Property funds suffered further outflows in May, according to the latest figures from Calastone.
The global funds network’s latest fund flow index, published this morning, shows investors selling down a further net £46m of their holdings, the worst month for the sector since January.
Edward Glyn, head of global markets at Calastone, said: “Property is caught between the rock of a flatlining economy, which is negative for tenant demand, and the hard place of higher interest rates both depressing asset values and competing for investor capital. After the worst month for UK gilts since the failed mini-Budget, the yield on UK government bonds for a risk-free return is now close to commercial property.

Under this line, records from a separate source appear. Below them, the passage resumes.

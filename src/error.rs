use thiserror::Error;

/// Classified geolocation failures, mirroring the platform error codes.
/// All of them are recoverable; the caller decides whether to retry or
/// prompt the user.
#[derive(Debug, Clone, Copy, PartialEq, Eq)]
pub enum GeolocationErrorKind {
    /// No geolocation capability on this platform.
    NotSupported,
    /// The user denied the location permission.
    PermissionDenied,
    /// The platform could not produce a position fix.
    PositionUnavailable,
    /// The position request exceeded the platform timeout.
    Timeout,
    /// Registering the continuous watch failed.
    StartFailed,
}

impl std::fmt::Display for GeolocationErrorKind {
    fn fmt(&self, f: &mut std::fmt::Formatter<'_>) -> std::fmt::Result {
        let s = match self {
            GeolocationErrorKind::NotSupported => "geolocation not supported",
            GeolocationErrorKind::PermissionDenied => "location access denied",
            GeolocationErrorKind::PositionUnavailable => "location unavailable",
            GeolocationErrorKind::Timeout => "location request timeout",
            GeolocationErrorKind::StartFailed => "failed to start location tracking",
        };
        write!(f, "{}", s)
    }
}

#[derive(Error, Debug)]
pub enum ClientError {
    #[error("Invalid coordinate: {0}")]
    InvalidCoordinate(String),

    #[error("API error ({status}): {message}")]
    Api { status: u16, message: String },

    #[error("Network error: {0}")]
    Network(String),

    #[error("Authentication error: {0}")]
    Auth(String),

    #[error("Geolocation error: {0}")]
    Geolocation(GeolocationErrorKind),

    #[error("Cache error: {0}")]
    Cache(String),

    #[error("Capture failed: {0}")]
    Capture(String),

    #[error("Transport error: {0}")]
    Transport(String),

    #[error("Malformed payload: {0}")]
    Parse(String),
}

impl ClientError {
    /// True when the failure came back as HTTP 401: the session is gone
    /// regardless of which call noticed it.
    pub fn is_unauthorized(&self) -> bool {
        matches!(self, ClientError::Api { status: 401, .. })
    }
}

impl From<GeolocationErrorKind> for ClientError {
    fn from(kind: GeolocationErrorKind) -> Self {
        ClientError::Geolocation(kind)
    }
}

pub type Result<T> = std::result::Result<T, ClientError>;
use crate::constants::SPAWN_CHANNEL_PREFIX;
use serde::{Deserialize, Serialize};
use std::fmt;

/// Coarse geographic partitions used to scope real-time spawn channels.
/// The boxes are deliberately rough: they only need to split broadcast
/// traffic, not describe geography. Points covered by no box fall through
/// to [`Region::Global`].
#[derive(Debug, Clone, Copy, Serialize, Deserialize, PartialEq, Eq, Hash)]
#[serde(rename_all = "kebab-case")]
pub enum Region {
    NorthAmerica,
    SouthAmerica,
    Europe,
    NorthAfrica,
    SouthernAfrica,
    AsiaPacific,
    SoutheastAsia,
    Oceania,
    Global,
}

struct RegionBounds {
    region: Region,
    lat_min: f64,
    lat_max: f64,
    lng_min: f64,
    lng_max: f64,
}

impl RegionBounds {
    const fn new(region: Region, lat_min: f64, lat_max: f64, lng_min: f64, lng_max: f64) -> Self {
        RegionBounds {
            region,
            lat_min,
            lat_max,
            lng_min,
            lng_max,
        }
    }

    fn contains(&self, lat: f64, lng: f64) -> bool {
        lat >= self.lat_min && lat <= self.lat_max && lng >= self.lng_min && lng <= self.lng_max
    }

    fn area(&self) -> f64 {
        (self.lat_max - self.lat_min) * (self.lng_max - self.lng_min)
    }
}

/// Declaration order breaks area ties in [`Region::from_coordinates`].
/// Africa is split at 4°N / 8°E so the equatorial Atlantic stays uncovered;
/// subscribers there land on the global channel.
const REGION_TABLE: &[RegionBounds] = &[
    RegionBounds::new(Region::NorthAmerica, 15.0, 72.0, -168.0, -52.0),
    RegionBounds::new(Region::SouthAmerica, -56.0, 15.0, -82.0, -34.0),
    RegionBounds::new(Region::Europe, 36.0, 71.0, -10.0, 40.0),
    RegionBounds::new(Region::NorthAfrica, 4.0, 37.0, -18.0, 52.0),
    RegionBounds::new(Region::SouthernAfrica, -35.0, 4.0, 8.0, 52.0),
    RegionBounds::new(Region::AsiaPacific, -10.0, 55.0, 60.0, 180.0),
    RegionBounds::new(Region::SoutheastAsia, -10.0, 25.0, 95.0, 140.0),
    RegionBounds::new(Region::Oceania, -47.0, -10.0, 110.0, 180.0),
];

impl Region {
    /// Resolve a coordinate to its region. Where boxes overlap, the smallest
    /// (most specific) one wins. Total: unmatched points resolve to `Global`.
    pub fn from_coordinates(lat: f64, lng: f64) -> Region {
        let mut best: Option<(f64, Region)> = None;

        for bounds in REGION_TABLE {
            if !bounds.contains(lat, lng) {
                continue;
            }
            let area = bounds.area();
            match best {
                Some((best_area, _)) if area >= best_area => {}
                _ => best = Some((area, bounds.region)),
            }
        }

        best.map(|(_, region)| region).unwrap_or(Region::Global)
    }

    /// Real-time channel carrying this region's spawn-cycle events.
    pub fn channel(&self) -> String {
        format!("{}.{}", SPAWN_CHANNEL_PREFIX, self)
    }
}

impl fmt::Display for Region {
    fn fmt(&self, f: &mut fmt::Formatter<'_>) -> fmt::Result {
        let s = match self {
            Region::NorthAmerica => "north-america",
            Region::SouthAmerica => "south-america",
            Region::Europe => "europe",
            Region::NorthAfrica => "north-africa",
            Region::SouthernAfrica => "southern-africa",
            Region::AsiaPacific => "asia-pacific",
            Region::SoutheastAsia => "southeast-asia",
            Region::Oceania => "oceania",
            Region::Global => "global",
        };
        write!(f, "{}", s)
    }
}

“Investors now have to be sure of capital gains on property before they will take the plunge and accept the additional risk associated with the asset class. Outflows for open-ended funds are the equivalent of steep discounts for listed property investment trusts.”
He added that the net outflow was not driven by an increase in sales – with sell orders rising by just 2.5% – but by a “buyers strike”. The volume of buy orders shrank by almost one-third during the month.
It is the tenth consecutive month of outflows from property funds. In addition, since October 2018, outflows have taken place in all but two months.
Glyn said this would not necessarily continue to be the case. “This is a cyclical industry,” he said, pointing out that while commercial property values had fallen, more stability did appear to be returning. “It is unclear whether this will hold as rates move up further. Rental values are on the up too, an indication of property’s ability to act as an inflation hedge, at least over the longer-term.”